In 2011, I wrote my first single-page web-app.  I called it the Affordable Living Calculator, or "ALC".  ALC's purpose was to help people with elderly parents compare assisted-living facilities based only on how long they could afford to stay at each one.  I'll go into more detail about the motivation for this web-app in another post.

The first time I wrote this I used the SproutCore Javascript framework.  A colleague recommended it to me one night afer a talk.  I found it devilishly difficult to master.  I spent many all-nighters.  I don't think I ever got the app to work completely right.  When I finally showed it to a focus-group comprised of my wife and my uncle, they found the UI to be incomprehensible.  I'll go into that experience in another post as well.  Now I want to make another go of it.  I have some long-term goals for it, but I'll get into that later, in another post.

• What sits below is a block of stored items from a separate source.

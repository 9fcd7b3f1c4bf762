//! High-level operations.
//!
//! This module contains the implementation of confgen commands.

pub mod init;
pub mod report;

pub use init::{init_declaration, DEFAULT_DECLARATION_NAME};
pub use report::{Report, ReportOptions, Summary};
//! Lazy enumeration of the Cartesian product of feature domains.
//!
//! Order matches nested iteration over the catalog: the first feature varies
//! slowest, the last varies fastest. The same catalog always yields the same
//! sequence.

use crate::core::assignment::Assignment;
use crate::core::feature::FeatureCatalog;

/// Iterator over every raw assignment of a catalog.
///
/// Works like an odometer: one digit per feature, the rightmost digit ticks
/// on every step and carries to the left.
#[derive(Debug, Clone)]
pub struct Enumerator<'a> {
    catalog: &'a FeatureCatalog,
    digits: Vec<usize>,
    exhausted: bool,
}

impl<'a> Enumerator<'a> {
    pub fn new(catalog: &'a FeatureCatalog) -> Self {
        Enumerator {
            catalog,
            digits: vec![0; catalog.len()],
            exhausted: catalog.features().iter().any(|f| f.domain().is_empty()),
        }
    }

    /// Start again from the first assignment.
    pub fn restart(&mut self) {
        *self = Enumerator::new(self.catalog);
    }

    /// Total number of assignments in the product, if it fits in a `u64`.
    pub fn total(&self) -> Option<u64> {
        self.catalog.product_size()
    }

    /// The assignment at position `ordinal` in enumeration order, without
    /// walking the sequence.
    pub fn assignment_at(catalog: &FeatureCatalog, ordinal: u64) -> Option<Assignment> {
        if ordinal >= catalog.product_size()? {
            return None;
        }

        let mut codes = Vec::with_capacity(catalog.len());
        let mut rest = ordinal;
        for feature in catalog.features().iter().rev() {
            let radix = feature.domain().len() as u64;
            codes.push(feature.domain()[(rest % radix) as usize]);
            rest /= radix;
        }
        codes.reverse();

        Some(Assignment::from_codes(codes))
    }

    fn current(&self) -> Assignment {
        Assignment::from_codes(
            self.catalog
                .features()
                .iter()
                .zip(&self.digits)
                .map(|(feature, &digit)| feature.domain()[digit]),
        )
    }

    fn advance(&mut self) {
        for (position, feature) in self.catalog.features().iter().enumerate().rev() {
            self.digits[position] += 1;
            if self.digits[position] < feature.domain().len() {
                return;
            }
            self.digits[position] = 0;
        }
        self.exhausted = true;
    }
}

impl Iterator for Enumerator<'_> {
    type Item = Assignment;

    fn next(&mut self) -> Option<Assignment> {
        if self.exhausted {
            return None;
        }
        let assignment = self.current();
        self.advance();
        Some(assignment)
    }
}
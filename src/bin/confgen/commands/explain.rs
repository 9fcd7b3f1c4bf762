//! `confgen explain` command

use anyhow::Result;

use crate::cli::{ExplainArgs, OutputFormat};
use crate::GlobalOptions;
use confgen::ConfigurationGenerator;

pub fn execute(args: ExplainArgs, global: &GlobalOptions) -> Result<()> {
    let path = global.ctx.resolve(&args.file);
    let generator = ConfigurationGenerator::load(&path)?;
    let explanation = generator.explain(args.values.as_slice())?;

    match global.format {
        OutputFormat::Human => print!("{}", explanation.render_text()),
        OutputFormat::Json => println!("{}", serde_json::to_string_pretty(&explanation)?),
    }

    if let Some(blocker) = &explanation.blocker {
        tracing::debug!("{} blocked by {}", explanation.input, blocker);
    }
    Ok(())
}
//! Declaration fixtures for common scenarios.

/// Two features, two codes each, no constraints.
pub const TWO_BY_TWO: &str = r#"{
    "features": [
        { "name": "A", "domain": ["x", "y"] },
        { "name": "B", "domain": ["p", "q"] }
    ],
    "constraints": []
}"#;

/// `B` restricted to `p` by an unnamed domain rule.
pub const DOMAIN_RESTRICTION: &str = r#"{
    "features": [
        { "name": "A", "domain": ["x", "y"] },
        { "name": "B", "domain": ["p", "q"] }
    ],
    "constraints": [
        { "rule_type": "domain", "feature": "B", "allowed_values": ["p"] }
    ]
}"#;

/// `B` is nulled whenever `A = x`.
pub const NULL_ACTION: &str = r#"{
    "features": [
        { "name": "A", "domain": ["x", "y"] },
        { "name": "B", "domain": ["p", "q"] }
    ],
    "constraints": [
        {
            "rule_type": "conditional",
            "id": "C1",
            "conditions": [{ "feature": "A", "value": "x" }],
            "actions": [{ "feature": "B", "mode": "null" }]
        }
    ]
}"#;

/// `A = x` requires `B = q`, but `B` only offers `p`.
pub const BLOCK_ALL: &str = r#"{
    "features": [
        { "name": "A", "domain": ["x", "y"] },
        { "name": "B", "domain": ["p"] }
    ],
    "constraints": [
        {
            "rule_type": "conditional",
            "id": "C1",
            "conditions": [{ "feature": "A", "value": "x" }],
            "actions": [{ "feature": "B", "mode": "block", "allowed_values": ["q"] }]
        }
    ]
}"#;

/// A null action followed by rules that observe the nulled feature.
///
/// - `N1`: `A = x` nulls `C`
/// - `B1`: `B = q` requires `C = u`
/// - `D1`: `C` must be `u` or nulled
pub const BLOCK_AND_NULL_CHAIN: &str = r#"{
    "features": [
        { "name": "A", "domain": ["x", "y"] },
        { "name": "B", "domain": ["p", "q"] },
        { "name": "C", "domain": ["u", "v"] }
    ],
    "constraints": [
        {
            "rule_type": "conditional",
            "id": "N1",
            "conditions": [{ "feature": "A", "value": "x" }],
            "actions": [{ "feature": "C", "mode": "null" }]
        },
        {
            "rule_type": "conditional",
            "id": "B1",
            "conditions": [{ "feature": "B", "value": "q" }],
            "actions": [{ "feature": "C", "mode": "block", "allowed_values": ["u"] }]
        },
        { "rule_type": "domain", "id": "D1", "feature": "C", "allowed_values": ["u", "None"] }
    ]
}"#;

/// Two rules that both reject `x/q`.
pub const OVERLAPPING_BLOCKERS: &str = r#"{
    "features": [
        { "name": "A", "domain": ["x", "y"] },
        { "name": "B", "domain": ["p", "q"] }
    ],
    "constraints": [
        {
            "rule_type": "conditional",
            "id": "first",
            "conditions": [{ "feature": "A", "value": "x" }],
            "actions": [{ "feature": "B", "mode": "block", "allowed_values": ["p"] }]
        },
        { "rule_type": "domain", "id": "second", "feature": "B", "allowed_values": ["p"] }
    ]
}"#;

pub const UNKNOWN_RULE_TYPE: &str = r#"{
    "features": [{ "name": "A", "domain": ["x"] }],
    "constraints": [{ "rule_type": "range", "feature": "A" }]
}"#;

pub const DUPLICATE_FEATURE: &str = r#"{
    "features": [
        { "name": "A", "domain": ["x"] },
        { "name": "A", "domain": ["y"] }
    ],
    "constraints": []
}"#;
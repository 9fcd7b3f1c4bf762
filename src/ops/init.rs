//! Implementation of `confgen init`.

use std::fs;
use std::path::{Path, PathBuf};

use anyhow::{bail, Context, Result};

use crate::core::declaration::Declaration;

/// File name used when `confgen init` is given a directory.
pub const DEFAULT_DECLARATION_NAME: &str = "configurations.json";

/// Write a starter declaration to `path`.
///
/// A directory (existing, or a path ending in a separator) receives
/// [`DEFAULT_DECLARATION_NAME`]. Existing files are never overwritten.
/// Returns the path written.
pub fn init_declaration(path: &Path) -> Result<PathBuf> {
    let target = if path.is_dir() {
        path.join(DEFAULT_DECLARATION_NAME)
    } else {
        path.to_path_buf()
    };

    if target.exists() {
        bail!(
            "destination `{}` already exists\n\
             \n\
             Pick another path or remove the existing file.",
            target.display()
        );
    }

    if let Some(parent) = target.parent().filter(|p| !p.as_os_str().is_empty()) {
        fs::create_dir_all(parent)
            .with_context(|| format!("failed to create directory: {}", parent.display()))?;
    }

    let mut contents = Declaration::starter()
        .to_json_pretty()
        .context("failed to serialize starter declaration")?;
    contents.push('\n');

    fs::write(&target, contents)
        .with_context(|| format!("failed to write {}", target.display()))?;

    tracing::debug!("Wrote starter declaration to {}", target.display());
    Ok(target)
}
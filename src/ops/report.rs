//! Reports printed by `confgen generate` and `confgen check`.
//!
//! The text layout numbers entries from 1 and prints one section per query:
//!
//! ```text
//! All possible configurations 4:
//! 1. x/p
//! ...
//!
//! Valid configurations:
//! 1. x/p
//!
//! Blocked configurations:
//! 1. Blocked by (B): x/q
//!
//! Constraints description:
//! B: B must be one of [p]
//! ```

use std::fmt::Write as _;

use serde::Serialize;

use crate::generator::{BlockedConfiguration, ConfigurationGenerator};

/// Options for building a [`Report`].
#[derive(Debug, Clone, Copy, PartialEq, Eq)]
pub struct ReportOptions {
    /// Include the unconstrained "all configurations" section.
    pub show_all: bool,
}

impl Default for ReportOptions {
    fn default() -> Self {
        ReportOptions { show_all: true }
    }
}

/// The results of every query over one declaration.
#[derive(Debug, Clone, PartialEq, Eq, Serialize)]
pub struct Report {
    #[serde(skip_serializing_if = "Option::is_none")]
    pub all: Option<Vec<String>>,
    pub valid: Vec<String>,
    pub blocked: Vec<BlockedConfiguration>,
    pub constraints: Vec<String>,
}

impl Report {
    /// Run the queries of `generator`.
    pub fn generate(generator: &ConfigurationGenerator, opts: ReportOptions) -> Self {
        let all = opts.show_all.then(|| generator.all_configurations());
        let partition = generator.valid_and_blocked_configurations();

        Report {
            all,
            valid: partition.valid,
            blocked: partition.blocked,
            constraints: generator.constraint_descriptions(),
        }
    }

    /// Render the human-readable report.
    pub fn render_text(&self) -> String {
        let mut sections = Vec::with_capacity(4);

        if let Some(all) = &self.all {
            sections.push(numbered(
                &format!("All possible configurations {}:", all.len()),
                all.iter(),
            ));
        }

        sections.push(numbered("Valid configurations:", self.valid.iter()));
        sections.push(numbered(
            "Blocked configurations:",
            self.blocked
                .iter()
                .map(|b| format!("Blocked by ({}): {}", b.blocker, b.configuration)),
        ));

        let mut descriptions = String::from("Constraints description:\n");
        for description in &self.constraints {
            descriptions.push_str(description);
            descriptions.push('\n');
        }
        sections.push(descriptions);

        sections.join("\n")
    }

    /// Render the report as pretty-printed JSON.
    pub fn render_json(&self) -> serde_json::Result<String> {
        serde_json::to_string_pretty(self)
    }
}

fn numbered<T: std::fmt::Display>(heading: &str, items: impl Iterator<Item = T>) -> String {
    let mut out = String::new();
    out.push_str(heading);
    out.push('\n');
    for (idx, item) in items.enumerate() {
        let _ = writeln!(out, "{}. {}", idx + 1, item);
    }
    out
}

/// Shape of a declaration, as printed by `confgen check`.
#[derive(Debug, Clone, PartialEq, Eq, Serialize)]
pub struct Summary {
    /// Feature names with their domain sizes, in catalog order.
    pub features: Vec<(String, usize)>,
    pub constraints: usize,
    /// Size of the raw Cartesian product. `None` if it overflows a `u64`.
    pub product_size: Option<u64>,
}

impl Summary {
    pub fn of(generator: &ConfigurationGenerator) -> Self {
        let catalog = generator.catalog();
        Summary {
            features: catalog
                .features()
                .iter()
                .map(|f| (f.name().to_string(), f.domain().len()))
                .collect(),
            constraints: generator.constraints().len(),
            product_size: catalog.product_size(),
        }
    }

    pub fn render_text(&self) -> String {
        let mut out = String::new();
        let _ = writeln!(out, "Features {}:", self.features.len());
        for (idx, (name, size)) in self.features.iter().enumerate() {
            let _ = writeln!(out, "{}. {} ({} values)", idx + 1, name, size);
        }
        let _ = writeln!(out, "Constraints: {}", self.constraints);
        let _ = match self.product_size {
            Some(size) => writeln!(out, "Raw configurations: {}", size),
            None => writeln!(out, "Raw configurations: more than {}", u64::MAX),
        };
        out
    }
}
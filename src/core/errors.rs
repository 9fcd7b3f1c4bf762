//! Declaration error types and diagnostics.

use std::path::PathBuf;

use thiserror::Error;

use crate::util::diagnostic::{suggestions, Diagnostic, DeclarationSyntaxError};

/// A declaration that cannot be turned into a catalog and constraint set.
///
/// Raised at load time, before any enumeration starts.
#[derive(Debug, Error)]
pub enum DeclarationError {
    #[error("failed to read declaration `{}`", path.display())]
    Read {
        path: PathBuf,
        #[source]
        source: std::io::Error,
    },

    #[error(transparent)]
    Syntax(Box<DeclarationSyntaxError>),

    #[error("declaration lists no features")]
    NoFeatures,

    #[error("feature name must not be empty")]
    EmptyFeatureName,

    #[error("duplicate feature `{name}`")]
    DuplicateFeature { name: String },

    #[error("feature `{feature}` has an empty domain")]
    EmptyDomain { feature: String },

    #[error("code `{code}` appears more than once in the domain of `{feature}`")]
    DuplicateCode { feature: String, code: String },

    #[error("{referenced_by} references unknown feature `{feature}`")]
    UnknownFeature {
        feature: String,
        referenced_by: String,
        known: Vec<String>,
    },

    #[error("{constraint} has an empty id")]
    EmptyConstraintId { constraint: String },
}

impl From<DeclarationSyntaxError> for DeclarationError {
    fn from(err: DeclarationSyntaxError) -> Self {
        DeclarationError::Syntax(Box::new(err))
    }
}

impl DeclarationError {
    /// Convert to a user-friendly diagnostic.
    pub fn to_diagnostic(&self) -> Diagnostic {
        match self {
            DeclarationError::Read { path, source } => {
                Diagnostic::error(format!("could not read declaration: {}", source))
                    .with_location(path)
                    .with_suggestion(suggestions::CHECK_PATH)
                    .with_suggestion(suggestions::RUN_INIT)
            }

            DeclarationError::Syntax(err) => Diagnostic::error(err.message.clone())
                .with_context(format!("at line {} column {}", err.line, err.column))
                .with_suggestion(suggestions::DECLARATION_SHAPE),

            DeclarationError::NoFeatures => Diagnostic::error("declaration lists no features")
                .with_context("at least one feature is needed to enumerate configurations")
                .with_suggestion("Add an entry to `features` with a `name` and a `domain`"),

            DeclarationError::EmptyFeatureName => {
                Diagnostic::error("a feature has an empty name")
                    .with_suggestion("Give every feature a non-empty, unique `name`")
            }

            DeclarationError::DuplicateFeature { name } => {
                Diagnostic::error(format!("feature `{}` is declared more than once", name))
                    .with_context("feature names identify columns of a configuration")
                    .with_suggestion(format!("Rename or merge the duplicate `{}` entries", name))
            }

            DeclarationError::EmptyDomain { feature } => {
                Diagnostic::error(format!("feature `{}` has an empty domain", feature))
                    .with_context("an empty domain makes the Cartesian product empty")
                    .with_suggestion(format!("Add at least one code to `{}`.domain", feature))
            }

            DeclarationError::DuplicateCode { feature, code } => Diagnostic::error(format!(
                "code `{}` is listed twice in the domain of `{}`",
                code, feature
            ))
            .with_suggestion(format!("Remove the repeated `{}`", code)),

            DeclarationError::UnknownFeature {
                feature,
                referenced_by,
                known,
            } => {
                let mut diag = Diagnostic::error(format!(
                    "{} references unknown feature `{}`",
                    referenced_by, feature
                ));

                if !known.is_empty() {
                    diag = diag.with_context(format!("known features: {}", known.join(", ")));
                }

                diag.with_suggestion("Check the spelling of the feature name")
                    .with_suggestion(suggestions::RUN_CHECK)
            }

            DeclarationError::EmptyConstraintId { constraint } => {
                Diagnostic::error(format!("{} has an empty id", constraint))
                    .with_context("the id is reported as the blocker of configurations it rejects")
                    .with_suggestion("Give the constraint a non-empty `id`")
            }
        }
    }
}
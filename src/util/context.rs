//! Global context for confgen commands.
//!
//! Provides centralized access to the working directory, configuration
//! locations and output preferences.

use std::path::{Path, PathBuf};

use anyhow::{Context, Result};

use crate::util::config::{self, Config};

/// Global context shared by every command.
#[derive(Debug, Clone)]
pub struct GlobalContext {
    /// Current working directory
    cwd: PathBuf,

    /// Global config file (~/.confgen/config.toml), if a home exists
    global_config: Option<PathBuf>,

    /// Whether diagnostics on stderr are styled
    color: bool,
}

impl GlobalContext {
    /// Create a new GlobalContext rooted at the current directory.
    pub fn new() -> Result<Self> {
        let cwd = std::env::current_dir().context("failed to get current directory")?;
        Ok(Self::with_cwd(cwd))
    }

    /// Create a GlobalContext with a specific working directory.
    pub fn with_cwd(cwd: PathBuf) -> Self {
        GlobalContext {
            cwd,
            global_config: config::global_config_path(),
            color: false,
        }
    }

    /// Override the global config location.
    pub fn with_global_config(mut self, path: Option<PathBuf>) -> Self {
        self.global_config = path;
        self
    }

    pub fn set_color(&mut self, color: bool) {
        self.color = color;
    }

    pub fn cwd(&self) -> &Path {
        &self.cwd
    }

    pub fn color(&self) -> bool {
        self.color
    }

    /// Resolve `path` against the working directory.
    pub fn resolve(&self, path: &Path) -> PathBuf {
        if path.is_absolute() {
            path.to_path_buf()
        } else {
            self.cwd.join(path)
        }
    }

    pub fn global_config_path(&self) -> Option<&Path> {
        self.global_config.as_deref()
    }

    pub fn project_config_path(&self) -> PathBuf {
        config::project_config_path(&self.cwd)
    }

    /// Load the merged global and project configuration.
    pub fn config(&self) -> Config {
        config::load_config(self.global_config_path(), &self.project_config_path())
    }
}
//! Test utilities for confgen unit tests.
//!
//! Provides declaration fixtures and helpers that write them to a temporary
//! directory or turn them straight into a generator.

pub mod fixtures;

use std::path::PathBuf;

use tempfile::TempDir;

use crate::core::declaration::Declaration;
use crate::generator::ConfigurationGenerator;

/// Build a generator from declaration JSON, panicking on invalid input.
pub fn generator(text: &str) -> ConfigurationGenerator {
    let declaration = Declaration::from_json("fixture", text).expect("fixture parses");
    ConfigurationGenerator::from_declaration(&declaration).expect("fixture resolves")
}

/// Write `text` to `<tmp>/<name>` and return the path.
///
/// The directory lives as long as the returned `TempDir`.
pub fn write_declaration(name: &str, text: &str) -> (TempDir, PathBuf) {
    let tmp = TempDir::new().expect("temp dir");
    let path = tmp.path().join(name);
    std::fs::write(&path, text).expect("write fixture");
    (tmp, path)
}
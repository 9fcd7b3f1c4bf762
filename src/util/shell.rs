//! Progress lines on stderr.
//!
//! Commands print their report to stdout themselves. The shell only adds
//! status lines around it, such as `     Loading product.json`, plus an error
//! record on stdout when the report is JSON.

use std::fmt::Display;
use std::io::{self, IsTerminal};
use std::str::FromStr;

use serde::Serialize;

/// `--color` / `output.color`.
#[derive(Debug, Clone, Copy, PartialEq, Eq, Default)]
pub enum Coloring {
    #[default]
    Auto,
    Always,
    Never,
}

impl Coloring {
    /// Whether stderr output should carry ANSI styles.
    pub fn resolve(self) -> bool {
        match self {
            Coloring::Auto => io::stderr().is_terminal(),
            Coloring::Always => true,
            Coloring::Never => false,
        }
    }
}

impl FromStr for Coloring {
    type Err = String;

    fn from_str(s: &str) -> Result<Self, Self::Err> {
        match s {
            "auto" => Ok(Coloring::Auto),
            "always" => Ok(Coloring::Always),
            "never" => Ok(Coloring::Never),
            other => Err(format!("`{}` is not one of auto, always, never", other)),
        }
    }
}

/// What a status line reports.
#[derive(Debug, Clone, Copy, PartialEq, Eq)]
pub enum Status {
    Loading,
    Generating,
    Finished,
    Checked,
    Created,
    Note,
}

impl Status {
    fn label(self) -> &'static str {
        match self {
            Status::Loading => "Loading",
            Status::Generating => "Generating",
            Status::Finished => "Finished",
            Status::Checked => "Checked",
            Status::Created => "Created",
            Status::Note => "Note",
        }
    }

    fn style(self) -> &'static str {
        match self {
            Status::Loading | Status::Generating => "\x1b[1;36m",
            Status::Finished | Status::Checked | Status::Created => "\x1b[1;32m",
            Status::Note => "\x1b[1;34m",
        }
    }
}

/// Labels are right-aligned to this column.
const LABEL_WIDTH: usize = 12;

/// How much the shell prints.
#[derive(Debug, Clone, Copy, PartialEq, Eq)]
enum Output {
    Normal,
    Quiet,
    /// Status lines are dropped and failures become an [`ErrorRecord`].
    Json,
}

/// Failure line written to stdout in JSON mode.
#[derive(Debug, Serialize)]
struct ErrorRecord<'a> {
    error: &'a str,
}

#[derive(Debug)]
pub struct Shell {
    output: Output,
    color: bool,
}

impl Shell {
    /// `json` wins over `quiet`.
    pub fn new(quiet: bool, json: bool, coloring: Coloring) -> Self {
        let output = match (json, quiet) {
            (true, _) => Output::Json,
            (false, true) => Output::Quiet,
            (false, false) => Output::Normal,
        };
        Shell {
            output,
            color: output != Output::Json && coloring.resolve(),
        }
    }

    pub fn is_json(&self) -> bool {
        self.output == Output::Json
    }

    pub fn use_color(&self) -> bool {
        self.color
    }

    pub fn status(&self, status: Status, msg: impl Display) {
        if let Some(line) = self.status_line(status, msg) {
            eprintln!("{}", line);
        }
    }

    pub fn note(&self, msg: impl Display) {
        self.status(Status::Note, msg);
    }

    /// Report a failure on stdout for JSON consumers. Human-mode failures
    /// are printed by the caller as diagnostics.
    pub fn json_error(&self, msg: impl Display) {
        if !self.is_json() {
            return;
        }
        let message = msg.to_string();
        match serde_json::to_string(&ErrorRecord { error: &message }) {
            Ok(line) => println!("{}", line),
            Err(e) => tracing::error!("cannot encode error record: {}", e),
        }
    }

    fn status_line(&self, status: Status, msg: impl Display) -> Option<String> {
        if self.output != Output::Normal {
            return None;
        }
        let label = format!("{:>width$}", status.label(), width = LABEL_WIDTH);
        Some(if self.color {
            format!("{}{}\x1b[0m {}", status.style(), label, msg)
        } else {
            format!("{} {}", label, msg)
        })
    }
}
impl ConstraintDecl {
    /// Human label used in error messages, e.g. `constraint #2 (C1)`.
    fn label(&self, position: usize) -> String {
        match self {
            ConstraintDecl::Domain { id: Some(id), .. } | ConstraintDecl::Conditional { id, .. } => {
                format!("constraint #{} ({})", position, id)
            }
            ConstraintDecl::Domain { id: None, .. } => format!("constraint #{}", position),
        }
    }

    fn resolve(
        &self,
        catalog: &FeatureCatalog,
        position: usize,
    ) -> Result<Constraint, DeclarationError> {
        let label = self.label(position);

        match self {
            ConstraintDecl::Domain {
                id,
                feature,
                allowed_values,
            } => {
                if matches!(id, Some(id) if id.trim().is_empty()) {
                    return Err(DeclarationError::EmptyConstraintId { constraint: label });
                }
                let feature = FeatureRef::resolve(catalog, feature, &label)?;
                let allowed_values = symbols(allowed_values);
                warn_outside_domain(catalog, feature, &allowed_values, &label);

                Ok(Constraint::Domain(DomainRule {
                    id: id.as_deref().map(Symbol::new),
                    feature,
                    allowed_values,
                }))
            }

            ConstraintDecl::Conditional {
                id,
                conditions,
                actions,
            } => {
                if id.trim().is_empty() {
                    return Err(DeclarationError::EmptyConstraintId { constraint: label });
                }

                let conditions = conditions
                    .iter()
                    .map(|c| {
                        let context = format!("condition of {}", label);
                        let feature = FeatureRef::resolve(catalog, &c.feature, &context)?;
                        let value = Symbol::new(&c.value);
                        warn_outside_domain(catalog, feature, &[value], &label);
                        Ok(Condition { feature, value })
                    })
                    .collect::<Result<Vec<_>, DeclarationError>>()?;

                let actions = actions
                    .iter()
                    .map(|a| {
                        let context = format!("action of {}", label);
                        Ok(match a {
                            ActionDecl::Block {
                                feature,
                                allowed_values,
                            } => {
                                let feature = FeatureRef::resolve(catalog, feature, &context)?;
                                let allowed_values = symbols(allowed_values);
                                warn_outside_domain(catalog, feature, &allowed_values, &label);
                                Action::Block {
                                    feature,
                                    allowed_values,
                                }
                            }
                            ActionDecl::Null { feature } => Action::Null {
                                feature: FeatureRef::resolve(catalog, feature, &context)?,
                            },
                        })
                    })
                    .collect::<Result<Vec<_>, DeclarationError>>()?;

                Ok(Constraint::Conditional(ConditionalRule {
                    id: Symbol::new(id),
                    conditions,
                    actions,
                }))
            }
        }
    }
}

Now, after having written several single-page-apps with AngularJs over the past few years, I began to notice all the buzz about ReactJs.   React focused on client-side rendering HTML elements and not much else.  There is no over-arching framework for how to organize your app.  And no built-in mechanism to resolve dependencies with providers (dependency-injection, or DI)  as Angular provides.  In return, you get to write web components that are clean and easy to reason about.  To my surprise, I began not to notice the lack of built-in dependency-injection.  There are plenty of available tools from other repositories for things like mocking endpoints and services.

For testing, I found that Jest and Enzyme were adequate for my needs.  Since React scope is narrower than Angular, it is still possible to choose from a sizable universe of framework-neutral add-on modules and services an app might need.

At first, I could not find an example of using Jest in watch-mode.  All my Google searches on Jest and Continuous Integration (CI) turned up pages about snapshotting, a feature I haven't needed yet.  But then I stumbled upon a blog or Stackoverflow response somewhere and was surprised at how easy it is.  The short answer is, in my package.json "scripts" section, I have

  "scripts": {
"test": "NODE_ENV=test jest --verbose",
"test:watch": "yarn test -- --watch",
...
}

Easy!

There are several goals I had in mind for my app:

  1. Make the UI more intuitive.
  2. Make the app multi-lingual.  Make it so that English just works, but adding support for other languages should be straightforward and require a minimum of fuss and configuration.  While I originally envisioned this app for an American user-base, I soon realized that once it's hosted, anyone with a web browser and an internet connection can get to it, so I might as well allow as many people as I can to use.
  3. Keep it very simple.  Have it do only one thing and do it well.  No bells and whistles.
  4. Respect privacy of respondents.  I will cover this in detail in a subsequent post.
There are also several goals I had in mind for myself while building this app:
  1. Learn how to configure an effective and efficient build and test process with Yarn and webpack.
  2. Learn how to use Redux with React.  Redux can help to make it more straightforward how to wire up components to respond to actions in other components.
  3. Learn how to write effective and comprehensive unit tests for React components.
  4. Learn how to develop and use higher-order components to standardize form-input validation.
  5. Learn how to write and deploy my app as a standalone component with minimal dependencies that can be included in other apps.  This will give me more flexibility for choosing an overall design of the site that hosts the app as a component.  In particular, another app or page that hosts this component need not know anything about my component's dependency on Redux.
  6. Learn how to easily and cheaply deploy my component on its own page for demo purposes.
This app is still in development, but I think I have been successful in accomplishing most my short-term initial goals.  In particular, I now have what I consider to be a flexible and robust development and test framework with Yarn, Webpack, Jest and Enzyme.  

While my work on ALC is private, I want to share some of my recently earned knowledge.  So I cloned the project, and made turned it into a small demo app.  There is a single form with a text input  for birth-year and a drop-down selector for gender.  Each are initialized to an empty value and require a value, forcing the end user to provide a value or make a choice.  Each validate their inputs and display an error message if the validation is not satisfied.

In addition, there is a drop-down above the form to select a language.  This selector is not part of the component.  Presumably, the language will be chosen from the HTTP Accept-Language header in the request for the page that hosts the component.  The selector allows the user to over-ride it if another language is available that he/she prefers.  All the labels and error messages should immediately render again in the new language if one is chosen without need to refresh the page or focus and change input values to force re-validation.


I posted about form-validation with Angular2 in August of 2016.  Angular2 was still in beta, and I immediately ran into technical issues, as did most people who played with it.  The result wasn't very pretty and the post reflects that.